(DATASET RECORDS)
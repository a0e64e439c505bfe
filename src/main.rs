//! steprunner CLI entry point.

use std::process::ExitCode;

use clap::Parser;
use steprunner::cli::{Cli, CommandDispatcher};
use steprunner::ui::{OutputMode, TerminalUI, UserInterface};
use tracing_subscriber::{fmt, prelude::*, EnvFilter};

/// Initialize the tracing subscriber for logging.
///
/// Log level is controlled by:
/// 1. `--debug` flag sets level to DEBUG
/// 2. `RUST_LOG` environment variable (if set)
/// 3. Default is INFO
fn init_tracing(debug: bool) {
    let filter = if debug {
        EnvFilter::new("steprunner=debug")
    } else {
        EnvFilter::try_from_default_env().unwrap_or_else(|_| EnvFilter::new("steprunner=info"))
    };

    tracing_subscriber::registry()
        .with(fmt::layer().with_target(false).with_writer(std::io::stderr))
        .with(filter)
        .init();
}

fn main() -> ExitCode {
    let cli = Cli::parse();
    init_tracing(cli.debug);

    tracing::debug!("steprunner starting with args: {:?}", cli);

    let output_mode = if cli.quiet {
        OutputMode::Quiet
    } else if cli.verbose {
        OutputMode::Verbose
    } else {
        OutputMode::Normal
    };

    let mut ui = if cli.no_color {
        console::set_colors_enabled(false);
        TerminalUI::plain(output_mode)
    } else {
        TerminalUI::new(output_mode)
    };

    let project_root = cli
        .project
        .as_ref()
        .cloned()
        .unwrap_or_else(|| std::env::current_dir().unwrap_or_default());

    let dispatcher = CommandDispatcher::new(project_root).with_config_path(cli.config.clone());

    match dispatcher.dispatch(&cli, &mut ui) {
        Ok(result) => ExitCode::from(result.exit_code as u8),
        Err(e) => {
            ui.error(&format!("Error: {}", e));
            ExitCode::from(1)
        }
    }
}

(ACTION ITEM) Your task for the entries above: copy exactly the span starting with the line with "use clap::Parser;" and going on through the line with "let cli = Cli::parse();", both lines included, and nothing else.

(RESULT OF THE TASK)
use clap::Parser;
use steprunner::cli::{Cli, CommandDispatcher};
use steprunner::ui::{OutputMode, TerminalUI, UserInterface};
use tracing_subscriber::{fmt, prelude::*, EnvFilter};

/// Initialize the tracing subscriber for logging.
///
/// Log level is controlled by:
/// 1. `--debug` flag sets level to DEBUG
/// 2. `RUST_LOG` environment variable (if set)
/// 3. Default is INFO
fn init_tracing(debug: bool) {
    let filter = if debug {
        EnvFilter::new("steprunner=debug")
    } else {
        EnvFilter::try_from_default_env().unwrap_or_else(|_| EnvFilter::new("steprunner=info"))
    };

    tracing_subscriber::registry()
        .with(fmt::layer().with_target(false).with_writer(std::io::stderr))
        .with(filter)
        .init();
}

fn main() -> ExitCode {
    let cli = Cli::parse();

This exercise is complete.